The "LGBTQ = sexualized content" dog whistle is so tiresome.

> We don't let any stranger just come on to the playground and chat with kids.

The vast majority of children are in danger from family members and friends of the family. "Stranger danger" by and large isn't a thing.

This is a problem of being forced to pay for school without being able to choose the school. The solution is vouchers.
Or at the very least allowing you to go to any public school.
Bad news. The world is x-rated

Your kid can see whatever they want at most public libraries. Most libraries don’t censor internet connections.

Constant surveillance and a lack of trust by authority figures is something far more concerning and damaging than seeing a naked person.

A naked person is fine. A naked person is R rated compared to what is available.
I’m not worried about nudity. Nudity gets flagged fast.

I’m worried about toxic content: there’s really, really toxic stuff on children’s social media.

Stuff telling kids they’re stupid if they don’t get straight As, they’re ugly if they don’t look like super models, and will die of starvation if they don’t get into a FAANG.

Every type of toxicity you find on adult social media exists on children’s social media.

That’s what worried me.

You might as well just take them out of school because I promise you their peers can and will be even more “toxic” than that in person.
> Your kid can see whatever they want at most public libraries. Most libraries don’t censor internet connections.

Don't worry, the "think of the children" line of rhetoric has already invaded library systems, and books are getting banned and libraries are shutting down[1][2][3][4][5].

[1] https://www.latimes.com/politics/story/2023-01-27/school-lib...

[2] https://www.usatoday.com/story/news/nation/2022/11/10/lgbtq-...

[3] https://www.foxnews.com/politics/north-dakota-considering-ba...

[4] https://pen.org/report/banned-usa-growing-movement-to-censor...

[5] https://time.com/6211350/public-libraries-book-bans/

> Your kid can see whatever they want at most public libraries.

I feel like there is way, way worse stuff on the internet than at any public library I've been in. Is this not the case?

might as well let see this sort of content before they get shot by classmates or whatever
If (by your example) "transgender" is a genre of pornography and is therefore worthy of censure, do you similarly claim that other identities often featured in adult entertainment (i.e. Italians, lumberjacks, nurses, etc) need to be filtered out unless some software can confidently determine context?
Don’t forget the infamous family genres. Can’t google “mom” anymore. That’s a porn category. In fact, we might want to start spying on their texts to make sure they aren’t using words like that there either. Your kid might be into incest porn.
Or, going by some of the top categories on PH: Asian, babysitter, blonde, Brazilian, cartoon, celebrity, cosplay, feet, German, Japanese, vintage, webcam, etc.
So what is up with our culture that regularly being exposed to violence, fucked up police, men trying to make decisions for the bodies of women is okay - but knowing that sex is a thing that exists and people have sex is bad?
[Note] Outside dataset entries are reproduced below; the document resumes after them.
#[cfg(test)]
mod move_generator_tests {
    use rand::{Rng, SeedableRng, rngs::StdRng};

    use crate::STARTING_FEN;

    use super::*;

    fn sq(s: &str) -> Square {
        s.parse().unwrap()
    }

    fn uci_strings(moves: &MoveList) -> Vec<String> {
        moves.iter().map(|m| m.to_string()).collect()
    }

    #[test]
    pub fn starting_position_has_twenty_moves() {
        let mut board = Board::from_fen(STARTING_FEN).unwrap();
        let moves = board.legal_moves();

        assert_eq!(moves.len(), 20);
        assert_eq!(board, Board::starting_position());
        assert_eq!(moves.iter().filter(|m| m.kind == MoveKind::DoublePawnPush).count(), 8);
        assert_eq!(moves[0].to_string(), "b1a3");
        assert_eq!(moves[1].to_string(), "b1c3");
    }

    #[test]
    pub fn order_is_origin_then_destination() {
        let mut board = Board::from_fen("r3k2r/p1ppqpb1/bn2pnp1/3PN3/1p2P3/2N2Q1p/PPPBBPPP/R3K2R w KQkq - 0 1").unwrap();
        let moves = board.legal_moves();

        assert_eq!(moves.len(), 48);
        for pair in moves.windows(2) {
            assert!((pair[0].from, pair[0].to, pair[0].promotion) < (pair[1].from, pair[1].to, pair[1].promotion));
        }
    }

    #[test]
    pub fn pinned_piece_cannot_expose_king() {
        // The e2 knight is pinned by the e8 rook
        let mut board = Board::from_fen("4r2k/8/8/8/8/8/4N3/4K3 w - - 0 1").unwrap();
        let moves = board.legal_moves();

        assert!(moves.iter().all(|m| m.from != sq("e2")));
        assert_eq!(moves.len(), 4);
    }

    #[test]
    pub fn must_answer_check() {
        let mut board =
            Board::from_fen("rnb1kbnr/pppp1ppp/8/4p3/5PPq/8/PPPPP2P/RNBQKBNR w KQkq - 1 3").unwrap();
        let moves = board.legal_moves();

        // Fool's mate
        assert!(moves.is_empty());
        assert!(board.is_in_check(Color::White));
    }

    #[test]
    pub fn king_cannot_walk_into_attack() {
        let mut board = Board::from_fen("4k3/8/8/8/8/8/r7/4K3 w - - 0 1").unwrap();
        let moves = uci_strings(&board.legal_moves());

        assert_eq!(moves, vec!["e1d1", "e1f1"]);
    }

    #[test]
    pub fn en_passant_generated_and_cleared() {
        let mut board = Board::from_fen("4k3/8/8/3pP3/8/8/8/4K3 w - d6 0 2").unwrap();
        let moves = board.legal_moves();
        let en_passant = Move::new(sq("e5"), sq("d6"), MoveKind::EnPassant);
        assert!(moves.contains(&en_passant));

        board.play(&Move::new(Square::E1, Square::D1, MoveKind::Quiet)).unwrap();
        board.play(&Move::new(Square::E8, Square::D8, MoveKind::Quiet)).unwrap();
        assert!(board.legal_moves().iter().all(|m| m.kind != MoveKind::EnPassant));
    }

    #[test]
    pub fn en_passant_cannot_expose_king_along_rank() {
        let mut board = Board::from_fen("8/8/8/KPp4r/8/8/8/7k w - c6 0 1").unwrap();
        let moves = board.legal_moves();

        assert!(moves.iter().all(|m| m.kind != MoveKind::EnPassant));
        assert!(moves.contains(&Move::new(sq("b5"), sq("b6"), MoveKind::Quiet)));
    }

    #[test]
    pub fn castling_requires_safe_path() {
        let castles = |fen: &str| {
            let mut board = Board::from_fen(fen).unwrap();
            board
                .legal_moves()
                .iter()
                .filter(|m| m.is_castle())
                .map(|m| m.kind)
                .collect::<Vec<_>>()
        };

        assert_eq!(
            castles("r3k2r/8/8/8/8/8/8/R3K2R w KQkq - 0 1"),
            vec![MoveKind::QueenCastle, MoveKind::KingCastle]
        );
        // f1 is attacked
        assert_eq!(castles("r3k2r/8/8/8/8/8/5r2/R3K2R w KQkq - 0 1"), vec![MoveKind::QueenCastle]);
        // In check
        assert_eq!(castles("r3k2r/8/8/8/8/8/4r3/R3K2R w KQkq - 0 1"), vec![]);
        // Only the rook passes the attacked b1
        assert_eq!(
            castles("1r2k2r/8/8/8/8/8/8/R3K2R w KQk - 0 1"),
            vec![MoveKind::QueenCastle, MoveKind::KingCastle]
        );
        // b1 is occupied
        assert_eq!(castles("r3k2r/8/8/8/8/8/8/RN2K2R w KQkq - 0 1"), vec![MoveKind::KingCastle]);
        // No rights
        assert_eq!(castles("r3k2r/8/8/8/8/8/8/R3K2R w kq - 0 1"), vec![]);
        // Black
        assert_eq!(
            castles("r3k2r/8/8/8/8/8/8/R3K2R b KQkq - 0 1"),
            vec![MoveKind::QueenCastle, MoveKind::KingCastle]
        );
    }

    #[test]
    pub fn castling_rejected_after_king_returns() {
        let mut board = Board::from_fen("r3k2r/8/8/8/8/8/8/R3K2R w KQkq - 0 1").unwrap();

        for (from, to) in [("e1", "e2"), ("a8", "b8"), ("e2", "e1"), ("b8", "a8")] {
            board.play(&Move::new(sq(from), sq(to), MoveKind::Quiet)).unwrap();
        }

        assert_eq!(board.to_fen(), "r3k2r/8/8/8/8/8/8/R3K2R w k - 4 3");
        let result = board.play(&Move::new(Square::E1, Square::G1, MoveKind::KingCastle));
        assert!(matches!(result, Err(Error::IllegalMove(_))), "{result:?}");
        let result = board.play(&Move::new(Square::E1, Square::C1, MoveKind::QueenCastle));
        assert!(matches!(result, Err(Error::IllegalMove(_))), "{result:?}");
    }

    #[test]
    pub fn promotions_generate_all_four_pieces() {
        let mut board = Board::from_fen("1n5k/P7/8/8/8/8/8/7K w - - 0 1").unwrap();
        let moves = uci_strings(&board.legal_moves());

        assert_eq!(
            moves,
            vec![
                "h1g1", "h1g2", "h1h2", "a7a8n", "a7a8b", "a7a8r", "a7a8q", "a7b8n", "a7b8b", "a7b8r", "a7b8q",
            ]
        );
    }

    #[test]
    pub fn play_rejects_unlisted_moves() {
        let mut board = Board::starting_position();

        let result = board.play(&Move::new(sq("e2"), sq("e5"), MoveKind::Quiet));
        assert!(matches!(result, Err(Error::IllegalMove(_))));

        // Correct squares but the wrong tag is not the generated move
        let result = board.play(&Move::new(sq("e2"), sq("e4"), MoveKind::Quiet));
        assert!(matches!(result, Err(Error::IllegalMove(_))));

        assert_eq!(board, Board::starting_position());
        board.play(&Move::new(sq("e2"), sq("e4"), MoveKind::DoublePawnPush)).unwrap();
        assert_eq!(board.en_passant_target(), Some(sq("e3")));
    }

    #[test]
    pub fn unreachable_last_rank_is_illegal_not_bad_promotion() {
        let mut board = Board::starting_position();

        for r#move in [
            Move::new(sq("e2"), Square::E8, MoveKind::Quiet),
            Move::new_promotion(sq("e2"), Square::E8, PieceType::Queen, false),
            Move::new_promotion(sq("a2"), Square::A8, PieceType::King, true),
        ] {
            let result = board.play(&r#move);
            assert!(matches!(result, Err(Error::IllegalMove(_))), "{}: {result:?}", r#move);
        }
        assert_eq!(board, Board::starting_position());

        // Reachable squares still report the promotion problem
        let mut board = Board::from_fen("1n5k/P7/8/8/8/8/8/7K w - - 0 1").unwrap();
        let result = board.play(&Move::new(sq("a7"), Square::A8, MoveKind::Quiet));
        assert!(matches!(result, Err(Error::InvalidPromotion(_))), "{result:?}");
        let result = board.play(&Move::new_promotion(sq("a7"), Square::B8, PieceType::King, true));
        assert!(matches!(result, Err(Error::InvalidPromotion(_))), "{result:?}");
        let result = board.play(&Move::new(sq("h1"), sq("g1"), MoveKind::Quiet));
        assert!(result.is_ok(), "{result:?}");
    }

    #[test]
    pub fn random_games_make_unmake_and_stay_legal() {
        let mut rng = StdRng::seed_from_u64(0x5EED);

        for _ in 0..20 {
            let mut board = Board::starting_position();

            for _ in 0..80 {
                let before = board.clone();
                let mover = board.side_to_move();
                let moves = board.legal_moves();
                assert_eq!(board, before, "legal_moves must leave the board unchanged");

                for m in moves.iter() {
                    let record = board.make_move(m).unwrap();
                    assert!(!board.is_in_check(mover), "{m} leaves the king attacked in {}", before.to_fen());
                    board.unmake_move(&record);
                    assert_eq!(board, before, "unmake of {m} did not restore {}", before.to_fen());
                }

                assert_eq!(Board::from_fen(&board.to_fen()).unwrap(), board);

                if moves.is_empty() {
                    break;
                }
                let chosen = moves[rng.gen_range(0..moves.len())];
                board.play(&chosen).unwrap();
            }
        }
    }
}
Literally have these parents been teens before? Did y’all have a puritan upbringing where you didn’t learn about sex or watch porn until 18? If you did, do you consider yourself a healthy adult with a reasonable relationship with sex?

Better block a whole host of other every day words too. Can’t have your child ever use the word “Asian” online, for their own good.

Othering of LGBTQIA+ people does real harm, to which you seem to be either ignorant or indifferent.

I think you missed their point. They ale saying you cannot block these search terms.
> If the software is confident it can distinguish between the very different meanings of "lesbian" vis-a-vis content, then great. But I don't believe that for a second.

Are you dogfooding the software?

If not this is all just rank speculation.

There are limits to what the school can do though.

One of my kids' first exposure to hardcore pornography was in second grade on the personal iPhone of an older kid.